◆ Instructions to follow: Transcribe the listing from its top line through the line with "page after the". Keep it exact, both ends included, and add nothing.

• • • • • • •

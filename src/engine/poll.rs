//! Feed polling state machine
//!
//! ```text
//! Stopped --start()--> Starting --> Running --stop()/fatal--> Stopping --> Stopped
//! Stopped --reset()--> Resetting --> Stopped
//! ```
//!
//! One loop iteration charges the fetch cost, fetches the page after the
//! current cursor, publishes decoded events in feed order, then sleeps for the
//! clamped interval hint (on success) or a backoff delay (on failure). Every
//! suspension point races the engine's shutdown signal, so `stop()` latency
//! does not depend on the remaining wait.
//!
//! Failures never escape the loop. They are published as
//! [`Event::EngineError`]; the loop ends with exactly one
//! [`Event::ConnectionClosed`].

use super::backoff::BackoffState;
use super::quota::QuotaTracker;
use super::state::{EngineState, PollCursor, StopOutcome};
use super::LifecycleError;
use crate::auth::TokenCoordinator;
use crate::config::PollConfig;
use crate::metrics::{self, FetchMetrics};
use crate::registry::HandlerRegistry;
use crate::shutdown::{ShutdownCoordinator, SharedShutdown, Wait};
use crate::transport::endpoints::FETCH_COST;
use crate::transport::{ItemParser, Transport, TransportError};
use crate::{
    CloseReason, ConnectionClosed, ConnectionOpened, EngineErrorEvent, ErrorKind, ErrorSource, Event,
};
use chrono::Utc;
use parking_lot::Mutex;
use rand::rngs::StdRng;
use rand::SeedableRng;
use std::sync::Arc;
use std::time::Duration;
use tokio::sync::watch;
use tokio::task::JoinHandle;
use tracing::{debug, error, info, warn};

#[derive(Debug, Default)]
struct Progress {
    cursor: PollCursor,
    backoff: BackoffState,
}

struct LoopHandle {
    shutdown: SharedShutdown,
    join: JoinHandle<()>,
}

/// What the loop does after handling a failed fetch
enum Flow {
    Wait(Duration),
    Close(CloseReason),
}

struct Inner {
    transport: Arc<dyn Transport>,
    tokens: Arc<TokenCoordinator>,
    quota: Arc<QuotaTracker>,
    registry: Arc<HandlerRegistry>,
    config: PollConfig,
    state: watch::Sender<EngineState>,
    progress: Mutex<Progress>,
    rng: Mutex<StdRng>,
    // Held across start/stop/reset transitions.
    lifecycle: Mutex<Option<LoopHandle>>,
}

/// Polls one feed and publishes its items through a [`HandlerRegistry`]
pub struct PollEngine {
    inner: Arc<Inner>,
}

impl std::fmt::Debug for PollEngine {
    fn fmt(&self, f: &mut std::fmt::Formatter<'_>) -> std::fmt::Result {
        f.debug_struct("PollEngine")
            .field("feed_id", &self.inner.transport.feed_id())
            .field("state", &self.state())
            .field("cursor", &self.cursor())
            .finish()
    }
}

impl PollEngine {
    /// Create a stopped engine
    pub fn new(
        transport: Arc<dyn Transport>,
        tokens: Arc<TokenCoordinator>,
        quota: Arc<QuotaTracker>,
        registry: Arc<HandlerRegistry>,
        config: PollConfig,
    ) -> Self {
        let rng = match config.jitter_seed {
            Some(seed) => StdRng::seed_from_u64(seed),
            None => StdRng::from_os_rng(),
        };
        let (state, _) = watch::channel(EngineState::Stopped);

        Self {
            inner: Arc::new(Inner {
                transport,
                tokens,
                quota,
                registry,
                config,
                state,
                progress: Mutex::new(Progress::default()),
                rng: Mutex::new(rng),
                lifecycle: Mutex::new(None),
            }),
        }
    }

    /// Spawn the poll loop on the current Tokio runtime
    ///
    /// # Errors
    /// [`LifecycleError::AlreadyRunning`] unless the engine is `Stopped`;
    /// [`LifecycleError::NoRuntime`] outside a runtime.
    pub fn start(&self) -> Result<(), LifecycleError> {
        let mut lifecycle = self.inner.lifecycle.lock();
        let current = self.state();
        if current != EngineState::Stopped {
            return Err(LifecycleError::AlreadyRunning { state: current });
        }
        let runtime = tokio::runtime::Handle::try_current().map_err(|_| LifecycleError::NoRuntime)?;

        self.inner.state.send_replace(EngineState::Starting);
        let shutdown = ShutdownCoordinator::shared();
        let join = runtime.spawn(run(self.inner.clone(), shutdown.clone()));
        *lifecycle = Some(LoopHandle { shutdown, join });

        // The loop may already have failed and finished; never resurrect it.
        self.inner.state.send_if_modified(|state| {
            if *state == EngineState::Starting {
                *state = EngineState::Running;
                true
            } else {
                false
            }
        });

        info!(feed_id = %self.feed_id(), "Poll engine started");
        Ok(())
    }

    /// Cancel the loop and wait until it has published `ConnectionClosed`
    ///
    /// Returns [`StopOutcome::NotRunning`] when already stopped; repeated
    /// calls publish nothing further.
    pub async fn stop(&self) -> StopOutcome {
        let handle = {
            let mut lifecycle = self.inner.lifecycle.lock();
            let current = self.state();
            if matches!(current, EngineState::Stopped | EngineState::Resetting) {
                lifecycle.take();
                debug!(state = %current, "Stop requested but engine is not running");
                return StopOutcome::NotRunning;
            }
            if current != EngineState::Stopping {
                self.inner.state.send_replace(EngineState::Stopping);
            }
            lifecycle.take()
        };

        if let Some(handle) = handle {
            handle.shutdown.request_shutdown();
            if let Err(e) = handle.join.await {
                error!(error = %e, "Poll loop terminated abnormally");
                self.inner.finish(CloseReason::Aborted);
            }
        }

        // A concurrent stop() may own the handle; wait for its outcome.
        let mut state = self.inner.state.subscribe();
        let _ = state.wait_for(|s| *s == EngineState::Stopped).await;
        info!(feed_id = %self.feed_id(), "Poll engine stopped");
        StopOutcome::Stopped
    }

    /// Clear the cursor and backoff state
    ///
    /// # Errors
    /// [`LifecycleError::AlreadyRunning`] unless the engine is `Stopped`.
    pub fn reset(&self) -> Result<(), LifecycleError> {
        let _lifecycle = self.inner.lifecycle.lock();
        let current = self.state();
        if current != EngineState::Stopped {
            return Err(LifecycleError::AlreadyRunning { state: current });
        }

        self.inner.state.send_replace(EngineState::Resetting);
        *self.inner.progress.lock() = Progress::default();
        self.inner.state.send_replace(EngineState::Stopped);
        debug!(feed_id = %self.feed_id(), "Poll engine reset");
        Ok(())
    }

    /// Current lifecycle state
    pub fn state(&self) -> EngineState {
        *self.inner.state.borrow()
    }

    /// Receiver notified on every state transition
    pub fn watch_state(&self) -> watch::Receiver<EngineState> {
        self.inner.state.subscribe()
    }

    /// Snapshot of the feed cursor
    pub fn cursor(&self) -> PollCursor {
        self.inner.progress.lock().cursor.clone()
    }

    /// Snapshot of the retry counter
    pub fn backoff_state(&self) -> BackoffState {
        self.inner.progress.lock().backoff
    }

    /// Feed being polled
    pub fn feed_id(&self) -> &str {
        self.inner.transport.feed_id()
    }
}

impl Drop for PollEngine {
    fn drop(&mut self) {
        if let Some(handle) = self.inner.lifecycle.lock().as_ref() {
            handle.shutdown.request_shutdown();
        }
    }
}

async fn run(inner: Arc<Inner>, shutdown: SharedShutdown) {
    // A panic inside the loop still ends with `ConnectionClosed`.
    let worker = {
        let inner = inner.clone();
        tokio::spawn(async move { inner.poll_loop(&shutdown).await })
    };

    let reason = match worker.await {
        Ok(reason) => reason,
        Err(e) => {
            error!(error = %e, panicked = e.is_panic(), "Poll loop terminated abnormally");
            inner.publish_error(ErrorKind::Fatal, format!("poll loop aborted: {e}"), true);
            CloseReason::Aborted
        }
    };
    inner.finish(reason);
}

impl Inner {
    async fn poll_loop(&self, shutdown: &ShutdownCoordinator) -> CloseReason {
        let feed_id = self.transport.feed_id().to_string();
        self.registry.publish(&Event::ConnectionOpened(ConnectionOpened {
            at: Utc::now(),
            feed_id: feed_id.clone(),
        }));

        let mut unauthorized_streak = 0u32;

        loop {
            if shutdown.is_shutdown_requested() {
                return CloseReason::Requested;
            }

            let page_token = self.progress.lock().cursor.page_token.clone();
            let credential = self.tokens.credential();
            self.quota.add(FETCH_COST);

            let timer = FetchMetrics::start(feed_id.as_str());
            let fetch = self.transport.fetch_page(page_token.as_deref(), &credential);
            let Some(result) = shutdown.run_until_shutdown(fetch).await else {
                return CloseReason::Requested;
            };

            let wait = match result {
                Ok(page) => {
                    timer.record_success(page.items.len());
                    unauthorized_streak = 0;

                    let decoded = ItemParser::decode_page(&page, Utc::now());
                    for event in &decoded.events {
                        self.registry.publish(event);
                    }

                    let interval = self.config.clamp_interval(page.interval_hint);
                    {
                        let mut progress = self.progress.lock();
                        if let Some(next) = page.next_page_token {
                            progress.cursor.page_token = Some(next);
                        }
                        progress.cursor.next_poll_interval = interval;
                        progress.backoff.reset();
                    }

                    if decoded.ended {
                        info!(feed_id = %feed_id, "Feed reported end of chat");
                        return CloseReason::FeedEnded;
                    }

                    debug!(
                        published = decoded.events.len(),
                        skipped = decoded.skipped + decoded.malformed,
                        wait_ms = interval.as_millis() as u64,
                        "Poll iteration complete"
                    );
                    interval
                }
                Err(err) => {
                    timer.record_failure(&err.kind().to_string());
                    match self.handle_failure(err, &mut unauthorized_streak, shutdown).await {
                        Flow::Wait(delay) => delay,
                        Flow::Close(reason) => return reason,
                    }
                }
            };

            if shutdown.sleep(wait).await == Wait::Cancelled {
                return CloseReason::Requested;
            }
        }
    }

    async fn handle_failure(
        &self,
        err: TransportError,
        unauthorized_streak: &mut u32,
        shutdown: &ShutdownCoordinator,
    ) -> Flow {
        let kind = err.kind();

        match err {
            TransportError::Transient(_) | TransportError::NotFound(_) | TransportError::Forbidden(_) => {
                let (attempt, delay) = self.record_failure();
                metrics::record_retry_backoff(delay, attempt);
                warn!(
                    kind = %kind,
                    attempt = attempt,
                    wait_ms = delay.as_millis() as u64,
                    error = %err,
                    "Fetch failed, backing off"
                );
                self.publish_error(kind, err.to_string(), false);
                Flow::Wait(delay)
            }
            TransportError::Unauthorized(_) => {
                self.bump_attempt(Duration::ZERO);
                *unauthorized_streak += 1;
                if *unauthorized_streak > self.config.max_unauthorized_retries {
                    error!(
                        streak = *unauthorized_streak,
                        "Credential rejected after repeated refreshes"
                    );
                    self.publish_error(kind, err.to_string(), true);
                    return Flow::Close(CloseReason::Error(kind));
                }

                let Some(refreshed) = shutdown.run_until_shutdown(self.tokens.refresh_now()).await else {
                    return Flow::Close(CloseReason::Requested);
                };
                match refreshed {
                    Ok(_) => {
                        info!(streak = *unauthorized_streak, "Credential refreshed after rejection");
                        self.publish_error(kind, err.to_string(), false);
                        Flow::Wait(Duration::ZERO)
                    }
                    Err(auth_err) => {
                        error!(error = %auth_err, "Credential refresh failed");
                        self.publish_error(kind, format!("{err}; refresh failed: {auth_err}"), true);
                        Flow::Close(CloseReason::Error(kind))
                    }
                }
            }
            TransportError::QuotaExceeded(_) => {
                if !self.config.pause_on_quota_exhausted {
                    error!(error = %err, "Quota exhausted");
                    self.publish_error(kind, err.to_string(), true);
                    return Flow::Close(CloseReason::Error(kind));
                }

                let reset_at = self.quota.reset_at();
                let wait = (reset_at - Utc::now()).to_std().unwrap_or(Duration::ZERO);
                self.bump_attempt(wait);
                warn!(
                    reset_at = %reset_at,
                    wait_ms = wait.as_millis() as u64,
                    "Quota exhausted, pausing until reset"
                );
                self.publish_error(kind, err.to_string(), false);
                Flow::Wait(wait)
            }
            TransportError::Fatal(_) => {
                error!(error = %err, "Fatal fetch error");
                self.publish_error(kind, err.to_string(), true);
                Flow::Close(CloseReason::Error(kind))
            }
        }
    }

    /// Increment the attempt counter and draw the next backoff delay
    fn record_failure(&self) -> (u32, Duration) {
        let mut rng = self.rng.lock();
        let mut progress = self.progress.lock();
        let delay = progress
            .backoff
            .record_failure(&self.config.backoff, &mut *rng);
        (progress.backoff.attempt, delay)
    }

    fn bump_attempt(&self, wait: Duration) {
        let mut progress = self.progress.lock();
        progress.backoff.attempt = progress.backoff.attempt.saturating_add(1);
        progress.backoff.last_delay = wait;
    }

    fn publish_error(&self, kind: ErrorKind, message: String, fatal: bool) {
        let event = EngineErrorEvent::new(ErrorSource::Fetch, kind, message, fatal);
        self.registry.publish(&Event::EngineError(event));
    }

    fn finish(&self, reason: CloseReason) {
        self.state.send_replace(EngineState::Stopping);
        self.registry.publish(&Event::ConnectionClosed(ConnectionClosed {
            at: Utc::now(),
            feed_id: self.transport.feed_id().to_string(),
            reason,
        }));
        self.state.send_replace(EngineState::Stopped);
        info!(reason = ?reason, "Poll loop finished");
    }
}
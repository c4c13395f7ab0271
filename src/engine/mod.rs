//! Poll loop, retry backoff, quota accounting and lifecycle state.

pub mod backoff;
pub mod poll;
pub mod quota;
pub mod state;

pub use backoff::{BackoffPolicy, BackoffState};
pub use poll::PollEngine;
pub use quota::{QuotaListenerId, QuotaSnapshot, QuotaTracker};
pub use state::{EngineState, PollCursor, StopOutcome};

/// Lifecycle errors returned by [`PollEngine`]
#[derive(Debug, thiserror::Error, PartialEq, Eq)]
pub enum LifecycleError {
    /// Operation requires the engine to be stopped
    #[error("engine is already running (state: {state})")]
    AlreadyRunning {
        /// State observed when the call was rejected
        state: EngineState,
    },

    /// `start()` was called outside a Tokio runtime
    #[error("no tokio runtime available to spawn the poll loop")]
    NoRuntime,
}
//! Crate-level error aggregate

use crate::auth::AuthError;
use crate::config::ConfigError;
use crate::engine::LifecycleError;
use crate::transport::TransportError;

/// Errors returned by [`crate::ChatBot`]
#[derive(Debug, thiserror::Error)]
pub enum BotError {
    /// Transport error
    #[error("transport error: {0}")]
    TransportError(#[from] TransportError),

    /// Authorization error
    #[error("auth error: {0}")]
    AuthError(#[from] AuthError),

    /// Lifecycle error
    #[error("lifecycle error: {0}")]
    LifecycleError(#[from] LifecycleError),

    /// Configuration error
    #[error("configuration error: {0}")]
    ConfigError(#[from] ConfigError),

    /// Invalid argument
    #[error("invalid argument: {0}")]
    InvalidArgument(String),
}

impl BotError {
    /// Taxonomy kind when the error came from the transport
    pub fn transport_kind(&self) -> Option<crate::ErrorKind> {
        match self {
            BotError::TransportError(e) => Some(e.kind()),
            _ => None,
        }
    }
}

• • • • • • •

◆ Response for this exercise:
filename src/engine/poll.rs
//! Feed polling state machine
//!
//! ```text
//! Stopped --start()--> Starting --> Running --stop()/fatal--> Stopping --> Stopped
//! Stopped --reset()--> Resetting --> Stopped
//! ```
//!
//! One loop iteration charges the fetch cost, fetches the page after the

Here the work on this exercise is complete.